Harga minyak global melonjak tajam, mencapai sekitar 5% pada perdagangan Senin (20/4), dipicu oleh kekhawatiran serius akan runtuhnya gencatan senjata antara Amerika Serikat dan Iran. Situasi ini memanas setelah AS mengumumkan penyitaan sebuah kapal kargo Iran, yang secara drastis memperlambat lalu lintas maritim melalui Selat Hormuz, jalur vital bagi pasokan energi dunia.
Lonjakan harga ini terlihat jelas pada pasar berjangka. Minyak mentah Brent naik 4,8% menjadi US$ 94,75 per barel pada pukul 11.48 GMT. Tak ketinggalan, harga minyak mentah West Texas Intermediate (WTI) AS juga menguat signifikan, naik 5,7% hingga mencapai US$ 88,61 per barel. Kenaikan drastis ini kontras dengan kondisi pasar sebelumnya, di mana pada Jumat (17/4), harga minyak mentah Brent dan WTI sempat anjlok sekitar 9%, mencatat penurunan harian terbesar sejak 18 April. Penurunan kala itu terjadi setelah Iran menyatakan bahwa jalur bagi semua kapal komersial melalui Selat Hormuz telah dibuka sepenuhnya selama masa gencatan senjata.

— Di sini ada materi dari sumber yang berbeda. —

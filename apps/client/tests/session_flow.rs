//! End-to-end session lifecycle against a mocked marketplace API, with
//! credentials persisted to a temporary file.

use std::path::Path;
use std::sync::Arc;
use std::sync::atomic::{AtomicUsize, Ordering};

use serde_json::json;
use tempfile::tempdir;
use url::Url;
use wiremock::matchers::{body_json, header, method, path};
use wiremock::{Mock, MockServer, ResponseTemplate};

use propnest_client::adapters::{api::HttpMarketplaceApi, storage::FileCredentialStore};
use propnest_client::app_error::{AppError, AuthRejection};
use propnest_client::application::use_cases::expiry::Navigator;
use propnest_client::domain::entities::session::{BearerToken, SessionState};
use propnest_client::infra::{app::AppContext, config::AppConfig};
use propnest_sdk::{PropnestClient, PropnestConfig};
use propnest_types::Role;

#[derive(Default)]
struct CountingNavigator(AtomicUsize);

impl Navigator for CountingNavigator {
    fn redirect_to_login(&self) {
        self.0.fetch_add(1, Ordering::SeqCst);
    }
}

fn app_for(server: &MockServer, credentials: &Path, navigator: Arc<CountingNavigator>) -> AppContext {
    let api_url = Url::parse(&format!("{}/api", server.uri())).unwrap();
    let config = AppConfig::new(api_url.clone(), credentials);
    let client = PropnestClient::new(PropnestConfig {
        base_url: api_url.to_string(),
        token_header: None,
    })
    .unwrap();
    let api = Arc::new(HttpMarketplaceApi::new(client));
    let store = Arc::new(FileCredentialStore::new(credentials));

    AppContext::assemble(config, store, api.clone(), api, navigator)
}

#[tokio::test]
async fn test_login_role_selection_and_expiry() {
    let server = MockServer::start().await;
    let dir = tempdir().unwrap();
    let credentials = dir.path().join("credentials.json");

    Mock::given(method("POST"))
        .and(path("/api/auth/request-otp"))
        .and(body_json(json!({"phoneNumber": "9876543210"})))
        .respond_with(ResponseTemplate::new(200).set_body_json(json!({"success": true})))
        .expect(1)
        .mount(&server)
        .await;
    Mock::given(method("POST"))
        .and(path("/api/auth/verify-otp"))
        .and(body_json(json!({"phoneNumber": "9876543210", "otp": "1234"})))
        .respond_with(ResponseTemplate::new(200).set_body_json(json!({
            "token": "abc",
            "user": {"id": "u1", "role": "none"}
        })))
        .expect(1)
        .mount(&server)
        .await;
    Mock::given(method("POST"))
        .and(path("/api/auth/select-role"))
        .and(header("x-auth-token", "abc"))
        .and(body_json(json!({"userId": "u1", "role": "tenant"})))
        .respond_with(ResponseTemplate::new(200).set_body_json(json!({
            "user": {"id": "u1", "role": "tenant"}
        })))
        .expect(1)
        .mount(&server)
        .await;
    Mock::given(method("POST"))
        .and(path("/api/property/like/p1"))
        .and(header("x-auth-token", "abc"))
        .respond_with(
            ResponseTemplate::new(401).set_body_json(json!({"message": "TOKEN_EXPIRED"})),
        )
        .expect(1)
        .mount(&server)
        .await;

    // First run: log in from scratch
    let navigator = Arc::new(CountingNavigator::default());
    let mut app = app_for(&server, &credentials, navigator.clone());
    assert_eq!(app.start().await.state(), SessionState::Empty);

    let phone = app.auth.request_otp("98765 43210").await.unwrap();
    let session = app.auth.verify_otp(&phone, "1234").await.unwrap();
    assert_eq!(session.token, Some(BearerToken::from("abc")));
    assert!(session.needs_role_selection());

    let user = app
        .auth
        .select_role_for_current_user(Role::Tenant)
        .await
        .unwrap();
    assert_eq!(user.role, Role::Tenant);
    app.shutdown().await;

    // Second run: the session comes back from disk
    let mut app = app_for(&server, &credentials, navigator.clone());
    let restored = app.start().await;
    assert_eq!(restored.state(), SessionState::Authenticated(Role::Tenant));
    assert_eq!(restored.user.unwrap().id, "u1");

    // The server expires the token. Shutdown drains the listener, so the
    // forced logout and its redirect have happened once it returns.
    let err = app.properties.like_property("p1").await.unwrap_err();
    assert!(matches!(err, AppError::SessionExpired));
    app.shutdown().await;

    assert_eq!(app.session.snapshot().state(), SessionState::Empty);
    assert_eq!(navigator.0.load(Ordering::SeqCst), 1);

    // Third run: nothing left on disk, so the like never reaches the server
    let mut app = app_for(&server, &credentials, navigator.clone());
    assert_eq!(app.start().await.state(), SessionState::Empty);
    let err = app.properties.like_property("p1").await.unwrap_err();
    assert!(matches!(err, AppError::NotAuthenticated));
    app.shutdown().await;

    assert_eq!(navigator.0.load(Ordering::SeqCst), 1);
}

#[tokio::test]
async fn test_rejected_otp_leaves_no_credentials() {
    let server = MockServer::start().await;
    let dir = tempdir().unwrap();
    let credentials = dir.path().join("credentials.json");

    Mock::given(method("POST"))
        .and(path("/api/auth/verify-otp"))
        .respond_with(ResponseTemplate::new(400).set_body_json(json!({"message": "Invalid OTP"})))
        .mount(&server)
        .await;

    let navigator = Arc::new(CountingNavigator::default());
    let mut app = app_for(&server, &credentials, navigator.clone());
    app.start().await;

    let err = app.auth.verify_otp("9876543210", "0000").await.unwrap_err();
    app.shutdown().await;

    assert!(matches!(
        err,
        AppError::AuthRejected {
            reason: AuthRejection::InvalidOtp,
            ..
        }
    ));
    assert_eq!(err.to_string(), "Invalid OTP");
    assert_eq!(app.session.snapshot().state(), SessionState::Empty);
    assert!(!credentials.exists());
    assert_eq!(navigator.0.load(Ordering::SeqCst), 0);
}

#[tokio::test]
async fn test_anonymous_listing_sends_no_token() {
    let server = MockServer::start().await;
    let dir = tempdir().unwrap();
    let credentials = dir.path().join("credentials.json");

    Mock::given(method("GET"))
        .and(path("/api/property"))
        .respond_with(ResponseTemplate::new(200).set_body_json(json!({
            "properties": [{"_id": "p1", "title": "1RK in Kothrud"}],
            "totalPages": 1,
            "currentPage": 1,
            "totalResults": 1
        })))
        .mount(&server)
        .await;

    let mut app = app_for(&server, &credentials, Arc::new(CountingNavigator::default()));
    app.start().await;

    let page = app
        .properties
        .list_properties(&Default::default())
        .await
        .unwrap();
    app.shutdown().await;

    assert_eq!(page.properties[0].id, "p1");
    let requests = server.received_requests().await.unwrap();
    assert!(requests[0].headers.get("x-auth-token").is_none());
}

Sebelumnya, Presiden AS Donald Trump bahkan sempat menyatakan bahwa Iran telah sepakat untuk tidak lagi menutup Selat Hormuz, jalur strategis yang dilalui sekitar seperlima dari total pasokan minyak dunia. Namun, harapan akan stabilitas segera sirna. “Dalam waktu 24 jam setelah pengumuman ‘pembukaan sepenuhnya’ pada Jumat (17/4), sudah ada kapal tanker yang ditembaki oleh Korps Garda Revolusi Islam (IRGC),” ungkap June Goh, Analis Sparta Commodities, pada Senin malam (20/4), menggarisbawahi rapuhnya kesepakatan tersebut.
Goh juga menambahkan bahwa fundamental pasar minyak kian memburuk. Menurutnya, sekitar 10 juta hingga 11 juta barel minyak mentah per hari masih terhenti produksinya, menunjukkan kerugian besar dalam pasokan global yang memicu ketidakpastian.
AS Sita Kapal Kargo Iran
Aksi provokatif yang memperparah ketegangan dimulai pada Minggu (20/4), ketika Amerika Serikat mengumumkan telah menyita kapal kargo Iran, menuduhnya melanggar blokade yang ditetapkan. Teheran segera merespons dengan ancaman pembalasan, memicu kekhawatiran akan dimulainya kembali permusuhan dan konflik di kawasan tersebut. Selain itu, Teheran juga menyatakan tidak akan berpartisipasi dalam putaran negosiasi kedua yang diharapkan AS akan dimulai sebelum gencatan senjata dua minggu berakhir pada pekan ini, semakin menutup peluang diplomasi.
Melihat situasi ini, Analis SEB Research, Bjarne Schieldrop, menyoroti perbedaan antara pasar keuangan dan fisik. “Pasar keuangan sedang memperdagangkan negosiasi, perbaikan, dan penyelesaian, sementara pada saat yang sama pasar fisik semakin memburuk dari hari ke hari,” ujarnya. Ia menjelaskan bahwa arus minyak fisik tetap terbatas akibat gangguan distribusi, waktu pelayaran yang lebih lama, serta biaya pengiriman dan asuransi yang melambung tinggi, menciptakan ketidakseimbangan yang signifikan.
Data pengiriman menunjukkan bahwa lalu lintas melalui Selat Hormuz praktis terhenti total pada Senin (20/4), dengan hanya tercatat tiga penyeberangan dalam 12 jam terakhir. Kondisi ini sangat kontras dengan situasi pada Sabtu sebelumnya, di mana lebih dari 20 kapal melintasi selat tersebut, mengangkut minyak, gas petroleum cair, logam, dan pupuk. Angka tersebut bahkan merupakan jumlah kapal tertinggi yang melintasi jalur air krusial itu sejak 1 Maret.
Di sisi lain, perkembangan lain turut mewarnai lanskap pasar energi. Cina dilaporkan mengurangi ekspor bahan bakar olahan, alih-alih melarangnya sepenuhnya. Negara-negara seperti Malaysia dan Australia masih terus menerima pasokan, meskipun Beijing telah memperpanjang pembatasan ekspor bahan bakar olahan yang dimulai bulan lalu hingga April. Hal ini menunjukkan dinamika kompleks dalam distribusi energi global yang terus berlanjut di tengah ketegangan geopolitik.